> [DIRECTIONS]
Go line by line through the entries below and count those containing the string "crate"; give only the count.

> [DATA FOR ANALYSIS]
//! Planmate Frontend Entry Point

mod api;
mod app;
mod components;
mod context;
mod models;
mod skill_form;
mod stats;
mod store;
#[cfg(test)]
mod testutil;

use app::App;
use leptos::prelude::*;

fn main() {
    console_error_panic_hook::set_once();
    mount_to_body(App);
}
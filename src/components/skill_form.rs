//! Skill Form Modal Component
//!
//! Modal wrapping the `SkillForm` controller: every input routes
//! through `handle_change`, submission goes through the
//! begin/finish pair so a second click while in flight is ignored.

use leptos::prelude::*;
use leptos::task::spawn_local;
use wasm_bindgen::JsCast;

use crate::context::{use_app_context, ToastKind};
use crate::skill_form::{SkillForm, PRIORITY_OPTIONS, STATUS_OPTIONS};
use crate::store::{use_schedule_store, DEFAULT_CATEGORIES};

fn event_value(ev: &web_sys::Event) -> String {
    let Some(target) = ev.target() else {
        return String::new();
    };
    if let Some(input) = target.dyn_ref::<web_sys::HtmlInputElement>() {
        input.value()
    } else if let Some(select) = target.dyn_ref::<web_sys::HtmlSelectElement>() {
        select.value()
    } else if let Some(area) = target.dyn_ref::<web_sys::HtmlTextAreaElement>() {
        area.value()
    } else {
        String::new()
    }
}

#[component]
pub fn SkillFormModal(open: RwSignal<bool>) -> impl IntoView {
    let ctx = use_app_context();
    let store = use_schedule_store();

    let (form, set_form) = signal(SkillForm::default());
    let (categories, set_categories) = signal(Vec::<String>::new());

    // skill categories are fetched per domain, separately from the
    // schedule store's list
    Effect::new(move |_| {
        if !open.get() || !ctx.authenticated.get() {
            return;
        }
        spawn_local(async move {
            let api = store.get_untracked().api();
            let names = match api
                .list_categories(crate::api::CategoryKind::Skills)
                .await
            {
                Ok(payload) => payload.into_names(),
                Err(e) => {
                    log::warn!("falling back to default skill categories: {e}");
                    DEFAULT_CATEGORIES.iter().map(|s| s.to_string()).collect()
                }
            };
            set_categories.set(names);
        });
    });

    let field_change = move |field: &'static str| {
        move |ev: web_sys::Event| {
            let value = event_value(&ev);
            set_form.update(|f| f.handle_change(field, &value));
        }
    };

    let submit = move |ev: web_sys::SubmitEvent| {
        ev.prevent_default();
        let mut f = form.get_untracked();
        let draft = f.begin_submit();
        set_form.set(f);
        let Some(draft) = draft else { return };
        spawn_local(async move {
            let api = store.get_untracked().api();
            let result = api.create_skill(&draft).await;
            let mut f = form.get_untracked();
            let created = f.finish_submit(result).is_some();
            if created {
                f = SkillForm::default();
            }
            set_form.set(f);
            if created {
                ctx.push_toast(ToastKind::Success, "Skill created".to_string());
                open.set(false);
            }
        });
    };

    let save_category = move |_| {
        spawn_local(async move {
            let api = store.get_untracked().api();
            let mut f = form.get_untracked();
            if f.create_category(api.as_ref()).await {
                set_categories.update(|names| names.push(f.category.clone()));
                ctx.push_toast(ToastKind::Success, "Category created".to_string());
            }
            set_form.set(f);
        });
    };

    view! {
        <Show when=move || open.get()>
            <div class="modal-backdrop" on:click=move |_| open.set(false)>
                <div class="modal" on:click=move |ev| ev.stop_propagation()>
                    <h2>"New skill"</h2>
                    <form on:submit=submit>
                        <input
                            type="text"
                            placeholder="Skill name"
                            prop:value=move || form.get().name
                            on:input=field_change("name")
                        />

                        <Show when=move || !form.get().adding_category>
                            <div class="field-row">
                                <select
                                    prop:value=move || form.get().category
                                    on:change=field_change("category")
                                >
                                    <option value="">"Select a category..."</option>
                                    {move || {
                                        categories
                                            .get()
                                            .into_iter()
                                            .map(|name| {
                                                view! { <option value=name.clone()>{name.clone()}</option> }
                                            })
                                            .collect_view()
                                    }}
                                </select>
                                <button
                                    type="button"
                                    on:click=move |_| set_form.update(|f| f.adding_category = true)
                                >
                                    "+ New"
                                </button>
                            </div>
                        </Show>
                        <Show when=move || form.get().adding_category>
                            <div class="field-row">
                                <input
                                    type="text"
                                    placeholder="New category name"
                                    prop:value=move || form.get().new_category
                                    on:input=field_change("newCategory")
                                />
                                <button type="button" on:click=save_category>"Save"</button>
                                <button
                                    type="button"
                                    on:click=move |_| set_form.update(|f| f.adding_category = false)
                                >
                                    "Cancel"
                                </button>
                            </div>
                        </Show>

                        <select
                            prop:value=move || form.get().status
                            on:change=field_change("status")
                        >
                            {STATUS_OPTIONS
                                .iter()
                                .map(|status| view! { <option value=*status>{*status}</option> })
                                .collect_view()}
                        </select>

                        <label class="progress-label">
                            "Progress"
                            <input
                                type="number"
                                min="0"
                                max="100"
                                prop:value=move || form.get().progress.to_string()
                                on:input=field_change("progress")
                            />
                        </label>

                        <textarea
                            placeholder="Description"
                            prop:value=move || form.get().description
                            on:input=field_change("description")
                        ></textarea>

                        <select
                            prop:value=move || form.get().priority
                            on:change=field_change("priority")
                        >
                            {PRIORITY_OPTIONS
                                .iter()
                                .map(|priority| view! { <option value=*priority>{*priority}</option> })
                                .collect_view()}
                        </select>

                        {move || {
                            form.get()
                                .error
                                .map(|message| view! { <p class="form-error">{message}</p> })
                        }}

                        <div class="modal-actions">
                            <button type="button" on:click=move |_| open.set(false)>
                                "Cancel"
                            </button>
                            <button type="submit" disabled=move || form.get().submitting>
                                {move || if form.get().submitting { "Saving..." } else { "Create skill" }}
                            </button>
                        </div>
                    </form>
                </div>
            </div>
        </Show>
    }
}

> [TASK RESULT]
4